Some of the themes are definitely better reserved for older teens and adults.  There is a situation (already referred to) with a pedophile/murderer, some violence, decapitation of a cat, dating/kissing (very mild), and the like.  I like that Josh Burk is up front with this stuff.  He says:
"***A WORD ABOUT CONTENT – These books were written with an intended audience of high school teenagers, although many parents find them appropriate for their middle school or younger students.  As a family-based company, our goal is to make a quality product that can be enjoyed by everyone.  Thus, these stories contain no magic, sorcery, swear words, illicit situations, nor do they encourage negative behaviors.  However, we recommend that parents should read every book that they give their children (not just ours) to make sure the messages coincide with their beliefs and standards.  The VocabCafé Book Series does contain boy-girl relationships (non-sexual), mild violence, and mature thematic elements."
I did not have a problem with my daughter reading this series, but told her to use her best judgement as she went along (she read them first).  She opted to skim I.M. for Murder and to skip Operation High School.  She was more comfortable with the other two books which seemed aimed at a younger audience.  In fact, I would say there is a big separation between the books.  I think Planet Exile and The Summer of Saint Nick are fine reading for middle-schoolers, but I would be leery of I.M. For Murder and Operation High School until late high school -- and I would definitely suggest you read them first to make sure you find them acceptable for your family.

The authors are good writers, but they are also young neophytes.  I can see real improvement in their writing as the books progress, so given the chance, I think they will continue to get better.

The VocabCafé books sell individually for $12.95 or as a set of 4 for $28.85.  College-Prep Genius offers many other ways to prepare for SAT testing, including prep classes, workbooks and DVDs.

Dork /dork/ N - social misfit; geek
Vocabulary /vō-kab-yə-lerē/ N - body of words
Positive /päz-ə-tiv/ N - good quality

Hazing /ha-zing/ V - force to perform strenuous, humiliating, or dangerous tasks
Plethora /ple-thərə/ N - an excess of

As part of The Old Schoolhouse Homeschool Crew, I was provided this series of 4 books free in exchange for an honest review.  For more TOS reviews, click here.


  1. Love how you incorporated the vocabulary words into your review! Nice ;)

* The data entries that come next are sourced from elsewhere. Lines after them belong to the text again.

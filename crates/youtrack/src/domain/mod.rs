//! Domain types for YouTrack REST resources.
//!
//! These types mirror the JSON entities returned by the YouTrack REST API.
//! Only the attributes named in the `fields` selectors of [`crate::client`]
//! are ever populated, so almost everything is optional or defaulted.

mod request;

pub use request::{
    FieldChanges, IssueFilter, IssueUpdate, NewIssue, NewWorkItem, validate_issue_id,
    validate_summary, DEFAULT_LIST_LIMIT, MAX_SUMMARY_LENGTH,
};

use chrono::{DateTime, Utc};
use serde::{Deserialize, Serialize};
use serde_json::Value;
use std::fmt;

/// Identifier for an issue: readable (`PRJ-123`) or database (`2-17`).
#[derive(Debug, Clone, PartialEq, Eq, Hash, Serialize, Deserialize)]
pub struct IssueId(pub String);

impl IssueId {
    /// Create a new issue ID
    pub fn new(id: impl Into<String>) -> Self {
        Self(id.into())
    }

    /// Borrow the raw identifier.
    pub fn as_str(&self) -> &str {
        &self.0
    }
}

impl fmt::Display for IssueId {
    fn fmt(&self, f: &mut fmt::Formatter<'_>) -> fmt::Result {
        write!(f, "{}", self.0)
    }
}

impl From<String> for IssueId {
    fn from(s: String) -> Self {
        Self(s)
    }
}

impl From<&str> for IssueId {
    fn from(s: &str) -> Self {
        Self(s.to_string())
    }
}

/// Convert YouTrack's epoch-millisecond timestamps.
pub fn timestamp(millis: Option<i64>) -> Option<DateTime<Utc>> {
    millis.and_then(DateTime::from_timestamp_millis)
}

/// An issue as returned by `/api/issues`.
#[derive(Debug, Clone, Default, PartialEq, Serialize, Deserialize)]
#[serde(rename_all = "camelCase")]
pub struct Issue {
    /// Database id (`2-17`)
    #[serde(default)]
    pub id: String,

    /// Readable id (`PRJ-123`)
    #[serde(default)]
    pub id_readable: String,

    /// One-line summary
    #[serde(default)]
    pub summary: String,

    /// Markdown description
    pub description: Option<String>,

    /// Creation time (epoch millis)
    pub created: Option<i64>,

    /// Last update time (epoch millis)
    pub updated: Option<i64>,

    /// Resolution time (epoch millis), set once the issue is resolved
    pub resolved: Option<i64>,

    /// Owning project
    pub project: Option<Project>,

    /// User who reported the issue
    pub reporter: Option<User>,

    /// Tags attached to the issue
    #[serde(default)]
    pub tags: Vec<Tag>,

    /// Project-specific custom fields (State, Priority, Assignee, ...)
    #[serde(default)]
    pub custom_fields: Vec<CustomField>,
}

impl Issue {
    /// Readable id when present, database id otherwise.
    pub fn display_id(&self) -> &str {
        if self.id_readable.is_empty() {
            &self.id
        } else {
            &self.id_readable
        }
    }

    /// Display value of the named custom field (case-insensitive).
    pub fn field(&self, name: &str) -> Option<String> {
        self.custom_fields
            .iter()
            .find(|f| f.name.eq_ignore_ascii_case(name))
            .and_then(CustomField::display_value)
    }

    /// Value of the `State` field.
    pub fn state(&self) -> Option<String> {
        self.field("State")
    }

    /// Value of the `Priority` field.
    pub fn priority(&self) -> Option<String> {
        self.field("Priority")
    }

    /// Value of the `Type` field.
    pub fn issue_type(&self) -> Option<String> {
        self.field("Type")
    }

    /// Value of the `Assignee` field.
    pub fn assignee(&self) -> Option<String> {
        self.field("Assignee")
    }

    /// Whether the issue has a resolution timestamp.
    pub fn is_resolved(&self) -> bool {
        self.resolved.is_some()
    }

    /// Tag names in server order.
    pub fn tag_names(&self) -> Vec<String> {
        self.tags.iter().map(|t| t.name.clone()).collect()
    }

    /// Creation time as a UTC datetime.
    pub fn created_at(&self) -> Option<DateTime<Utc>> {
        timestamp(self.created)
    }

    /// Update time as a UTC datetime.
    pub fn updated_at(&self) -> Option<DateTime<Utc>> {
        timestamp(self.updated)
    }

    /// Resolution time as a UTC datetime.
    pub fn resolved_at(&self) -> Option<DateTime<Utc>> {
        timestamp(self.resolved)
    }
}

/// A custom field with its raw, polymorphic value.
#[derive(Debug, Clone, Default, PartialEq, Serialize, Deserialize)]
pub struct CustomField {
    /// Field name as configured in the project
    #[serde(default)]
    pub name: String,

    /// Raw value: null, object, array of objects, string or number
    #[serde(default)]
    pub value: Value,
}

impl CustomField {
    /// Render the field value for display, `None` when unset.
    pub fn display_value(&self) -> Option<String> {
        render_value(&self.value)
    }
}

fn render_value(value: &Value) -> Option<String> {
    match value {
        Value::Null => None,
        Value::String(s) => Some(s.clone()),
        Value::Number(n) => Some(n.to_string()),
        Value::Bool(b) => Some(b.to_string()),
        Value::Array(items) => {
            let parts: Vec<String> = items.iter().filter_map(render_value).collect();
            if parts.is_empty() {
                None
            } else {
                Some(parts.join(", "))
            }
        }
        Value::Object(map) => ["presentation", "fullName", "name", "login", "text"]
            .iter()
            .find_map(|key| map.get(*key).and_then(Value::as_str))
            .map(str::to_string)
            .or_else(|| map.get("minutes").and_then(render_value)),
    }
}

/// A project as returned by `/api/admin/projects`.
#[derive(Debug, Clone, Default, PartialEq, Serialize, Deserialize)]
#[serde(rename_all = "camelCase")]
pub struct Project {
    /// Database id
    #[serde(default)]
    pub id: String,

    /// Display name
    #[serde(default)]
    pub name: String,

    /// Short name used as issue id prefix
    #[serde(default)]
    pub short_name: String,

    /// Project description
    pub description: Option<String>,

    /// Whether the project is archived
    #[serde(default)]
    pub archived: bool,

    /// Project lead
    pub leader: Option<User>,
}

/// A user account.
#[derive(Debug, Clone, Default, PartialEq, Serialize, Deserialize)]
#[serde(rename_all = "camelCase")]
pub struct User {
    /// Database id
    #[serde(default)]
    pub id: String,

    /// Login name
    #[serde(default)]
    pub login: String,

    /// Full display name
    pub full_name: Option<String>,

    /// Email address
    pub email: Option<String>,

    /// Whether the account is banned
    #[serde(default)]
    pub banned: bool,
}

impl User {
    /// Full name when set, login otherwise.
    pub fn display_name(&self) -> &str {
        self.full_name
            .as_deref()
            .filter(|n| !n.is_empty())
            .unwrap_or(&self.login)
    }
}

/// An issue tag.
#[derive(Debug, Clone, Default, PartialEq, Eq, Serialize, Deserialize)]
pub struct Tag {
    /// Database id
    pub id: Option<String>,

    /// Tag name
    #[serde(default)]
    pub name: String,
}

/// A comment on an issue.
#[derive(Debug, Clone, Default, PartialEq, Serialize, Deserialize)]
pub struct Comment {
    /// Database id
    #[serde(default)]
    pub id: String,

    /// Markdown text
    pub text: Option<String>,

    /// Comment author
    pub author: Option<User>,

    /// Creation time (epoch millis)
    pub created: Option<i64>,

    /// Last edit time (epoch millis)
    pub updated: Option<i64>,
}

/// Time spent on a work item.
#[derive(Debug, Clone, Default, PartialEq, Eq, Serialize, Deserialize)]
pub struct WorkDuration {
    /// Duration in minutes
    #[serde(default)]
    pub minutes: u32,

    /// Server-side rendering (`1h 30m`)
    pub presentation: Option<String>,
}

/// Named work item type (Development, Testing, ...).
#[derive(Debug, Clone, Default, PartialEq, Eq, Serialize, Deserialize)]
pub struct WorkItemType {
    /// Database id
    pub id: Option<String>,

    /// Type name
    #[serde(default)]
    pub name: String,
}

/// A time-tracking work item (worklog entry).
#[derive(Debug, Clone, Default, PartialEq, Serialize, Deserialize)]
pub struct WorkItem {
    /// Database id
    #[serde(default)]
    pub id: String,

    /// Who logged the time
    pub author: Option<User>,

    /// Day the work was done (epoch millis)
    pub date: Option<i64>,

    /// Time spent
    #[serde(default)]
    pub duration: WorkDuration,

    /// Free-form note
    pub text: Option<String>,

    /// Work type
    #[serde(rename = "type")]
    pub work_type: Option<WorkItemType>,
}

/// A file attached to an issue.
#[derive(Debug, Clone, Default, PartialEq, Serialize, Deserialize)]
#[serde(rename_all = "camelCase")]
pub struct Attachment {
    /// Database id
    #[serde(default)]
    pub id: String,

    /// File name
    #[serde(default)]
    pub name: String,

    /// Size in bytes
    #[serde(default)]
    pub size: u64,

    /// MIME type
    pub mime_type: Option<String>,

    /// Download URL, relative to the server root
    pub url: Option<String>,

    /// Upload time (epoch millis)
    pub created: Option<i64>,

    /// Uploader
    pub author: Option<User>,
}

/// Direction of a link relative to the issue it was fetched from.
#[derive(Debug, Clone, Copy, Default, PartialEq, Eq, Serialize, Deserialize)]
#[serde(rename_all = "UPPERCASE")]
pub enum LinkDirection {
    /// This issue is the source
    #[default]
    Outward,
    /// This issue is the target
    Inward,
    /// Undirected link
    Both,
}

/// A configured link type.
#[derive(Debug, Clone, Default, PartialEq, Eq, Serialize, Deserialize)]
#[serde(rename_all = "camelCase")]
pub struct LinkType {
    /// Link type name (`Depend`, `Relates`, ...)
    #[serde(default)]
    pub name: String,

    /// Verb read from source to target (`is required for`)
    pub source_to_target: Option<String>,

    /// Verb read from target to source (`depends on`)
    pub target_to_source: Option<String>,
}

/// A group of issues linked to an issue through one link type.
#[derive(Debug, Clone, Default, PartialEq, Serialize, Deserialize)]
#[serde(rename_all = "camelCase")]
pub struct IssueLink {
    /// Direction relative to the queried issue
    #[serde(default)]
    pub direction: LinkDirection,

    /// Link type
    #[serde(default)]
    pub link_type: LinkType,

    /// Linked issues
    #[serde(default)]
    pub issues: Vec<Issue>,
}

impl IssueLink {
    /// The verb that describes this link from the queried issue's side.
    pub fn label(&self) -> &str {
        let verb = match self.direction {
            LinkDirection::Outward | LinkDirection::Both => self.link_type.source_to_target.as_deref(),
            LinkDirection::Inward => self.link_type.target_to_source.as_deref(),
        };
        verb.filter(|v| !v.is_empty())
            .unwrap_or(&self.link_type.name)
    }
}

#[cfg(test)]
mod tests {
    use super::*;
    use rstest::rstest;
    use serde_json::json;

    fn sample_issue() -> Issue {
        serde_json::from_value(json!({
            "$type": "Issue",
            "id": "2-17",
            "idReadable": "DEMO-17",
            "summary": "Crash on save",
            "description": null,
            "created": 1_700_000_000_000_i64,
            "updated": 1_700_000_600_000_i64,
            "resolved": null,
            "project": {"$type": "Project", "shortName": "DEMO", "name": "Demo"},
            "reporter": {"login": "alice", "fullName": "Alice A"},
            "tags": [{"name": "regression"}],
            "customFields": [
                {"$type": "StateIssueCustomField", "name": "State", "value": {"name": "Open"}},
                {"name": "Priority", "value": {"name": "Critical"}},
                {"name": "Assignee", "value": {"login": "bob", "fullName": "Bob B"}},
                {"name": "Estimation", "value": {"minutes": 90, "presentation": "1h 30m"}},
                {"name": "Fix versions", "value": [{"name": "1.0"}, {"name": "1.1"}]},
                {"name": "Story points", "value": 3},
                {"name": "Type", "value": null}
            ]
        }))
        .unwrap()
    }

    #[test]
    fn test_deserialize_issue_ignores_type_markers() {
        let issue = sample_issue();
        assert_eq!(issue.display_id(), "DEMO-17");
        assert_eq!(issue.project.as_ref().unwrap().short_name, "DEMO");
        assert_eq!(issue.reporter.as_ref().unwrap().display_name(), "Alice A");
        assert_eq!(issue.tag_names(), vec!["regression"]);
        assert!(!issue.is_resolved());
    }

    #[rstest]
    #[case::enum_value("State", Some("Open"))]
    #[case::case_insensitive("priority", Some("Critical"))]
    #[case::user_prefers_full_name("Assignee", Some("Bob B"))]
    #[case::period_presentation("Estimation", Some("1h 30m"))]
    #[case::multi_value("Fix versions", Some("1.0, 1.1"))]
    #[case::number("Story points", Some("3"))]
    #[case::null_value("Type", None)]
    #[case::missing("Severity", None)]
    fn test_custom_field_display(#[case] name: &str, #[case] expected: Option<&str>) {
        assert_eq!(sample_issue().field(name).as_deref(), expected);
    }

    #[test]
    fn test_timestamps_convert_from_millis() {
        let issue = sample_issue();
        let created = issue.created_at().unwrap();
        assert_eq!(created.timestamp(), 1_700_000_000);
        assert!(issue.resolved_at().is_none());
    }

    #[test]
    fn test_display_id_falls_back_to_database_id() {
        let issue = Issue {
            id: "2-5".to_string(),
            ..Default::default()
        };
        assert_eq!(issue.display_id(), "2-5");
    }

    #[test]
    fn test_user_display_name_falls_back_to_login() {
        let user = User {
            login: "carol".to_string(),
            full_name: Some(String::new()),
            ..Default::default()
        };
        assert_eq!(user.display_name(), "carol");
    }

    #[rstest]
    #[case::outward(LinkDirection::Outward, "is required for")]
    #[case::inward(LinkDirection::Inward, "depends on")]
    #[case::both(LinkDirection::Both, "is required for")]
    fn test_link_label_follows_direction(#[case] direction: LinkDirection, #[case] expected: &str) {
        let link = IssueLink {
            direction,
            link_type: LinkType {
                name: "Depend".to_string(),
                source_to_target: Some("is required for".to_string()),
                target_to_source: Some("depends on".to_string()),
            },
            issues: vec![],
        };
        assert_eq!(link.label(), expected);
    }

    #[test]
    fn test_link_label_falls_back_to_type_name() {
        let link: IssueLink = serde_json::from_value(json!({
            "direction": "BOTH",
            "linkType": {"name": "Relates", "sourceToTarget": ""},
            "issues": [{"idReadable": "DEMO-2", "summary": "Other"}]
        }))
        .unwrap();
        assert_eq!(link.label(), "Relates");
        assert_eq!(link.issues[0].display_id(), "DEMO-2");
    }

    #[test]
    fn test_work_item_type_field_is_renamed() {
        let item: WorkItem = serde_json::from_value(json!({
            "id": "8-1",
            "duration": {"minutes": 45, "presentation": "45m"},
            "type": {"name": "Development"}
        }))
        .unwrap();
        assert_eq!(item.duration.minutes, 45);
        assert_eq!(item.work_type.unwrap().name, "Development");
    }
}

  2. Great review! I loved your insertion of "vocabulary words" into it!

  3. What a fun review!!!! I like your vernacular!

  4. Hi Colleen,

    Thanks so much for your review. It was very informative and definitely helped us in the process of revising. We hired an additional editor to give all our manuscripts a good clean sweep of editing and grammar errors.

    We also removed some of the "hip" lingo to make it more suitable for younger readers. We even changed the end of Summer of Saint Nick a bit, just so students aren't left with the "loose ends" feeling.

    We should have new versions released very soon!